Monster is a moderately large Perforce shop, with ~500 users, 2.2+ million RCS files (not counting branch copies), 1.3 million changelists, 6+ years of Perforce history, a 29 gig checkpoint (~1.8 Gig compressed) on one Perforce server (plus some ~40 users on a much smaller second server instance for an acquired business division).
I hope this helps.
Cheers!
Tom
-----Original Message-----
From: perforce-user-bounces at perforce.com
[mailto:perforce-user-bounces at perforce.com]On Behalf Of Lee Marzke
Sent: Friday, April 21, 2006 6:15 PM
To: Dan Bloch
Cc: perforce-user at perforce.com
Subject: Re: [p4] has anyone used a RAM-SAN?
Dan Bloch wrote:
> Thanks for the early returns ;-) Some more information:
>
> We're running Linux RHAS 2.4. Our metadata in our production system is on a
> 1+0 RAID local hard disk.
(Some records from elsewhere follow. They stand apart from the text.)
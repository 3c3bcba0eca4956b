//! Eat-'n-Split library exports for testing

pub mod core;
pub mod tui;

#[cfg(test)]
pub mod test_support;
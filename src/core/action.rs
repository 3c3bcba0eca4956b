//! # Actions
//!
//! Everything that can happen in the app becomes an `Action`.
//! User submits the add-friend form? That's `Action::RequestAddFriend`.
//! User submits a split? That's `Action::RequestSplitBill(delta)`.
//!
//! The `update()` function takes the current state and an action and
//! mutates the state. No I/O here beyond logging.
//!
//! ```text
//! State + Action  →  update()  →  New State (+ Effect)
//! ```

use log::info;

use crate::core::friend::{Friend, FriendId};
use crate::core::state::App;

#[derive(Debug, Clone, PartialEq)]
pub enum Action {
    /// "Add friend" / "Close" button.
    ToggleAddFriendForm,
    /// "Select" / "Close" on a friend row.
    ToggleFriendSelection(FriendId),
    /// Validated add-friend form contents.
    RequestAddFriend { name: String, image_url: String },
    /// Balance change for the selected friend.
    RequestSplitBill(f64),
    Quit,
}

/// What the event loop should do after an update.
#[derive(Debug, Clone, Copy, PartialEq, Eq)]
pub enum Effect {
    None,
    Quit,
}

pub fn update(app: &mut App, action: Action) -> Effect {
    match action {
        Action::ToggleAddFriendForm => {
            app.toggle_add_friend_form();
            Effect::None
        }
        Action::ToggleFriendSelection(id) => {
            app.toggle_friend_selection(&id);
            Effect::None
        }
        Action::RequestAddFriend { name, image_url } => {
            let friend = Friend::create(name, &image_url);
            info!("Adding friend {} (id={})", friend.name, friend.id);
            app.status_message = format!("Added {}", friend.name);
            app.add_friend(friend);
            Effect::None
        }
        Action::RequestSplitBill(delta) => {
            let currency = app.currency.clone();
            let message = app.apply_split_bill(delta).map(|friend| {
                info!(
                    "Split bill with {} (delta={}, balance={})",
                    friend.name, delta, friend.balance
                );
                friend.status_text(&currency)
            });
            if let Some(message) = message {
                app.status_message = message;
            }
            Effect::None
        }
        Action::Quit => Effect::Quit,
    }
}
We have lots of memory and we're just running
> single-user benchmarks, so swapping is highly unlikely.
>
> Our current theory (still work in progress) is that a RAM-SAN is great for
> random access, but Perforce does a lot of large sequential disk accesses,
> which are already optimized for hard disks, so the bottleneck may be the I/O
> bus.
>
> Dan
> _______________________________________________
> perforce-user mailing list - perforce-user at perforce.com
> http://maillist.perforce.com/mailman/listinfo/perforce-user
>
>
Dan,
If your using FC/AL you might consider using a switched fabric, and
adding more
connection between your HBA and the RAM-SAN to increase bandwidth.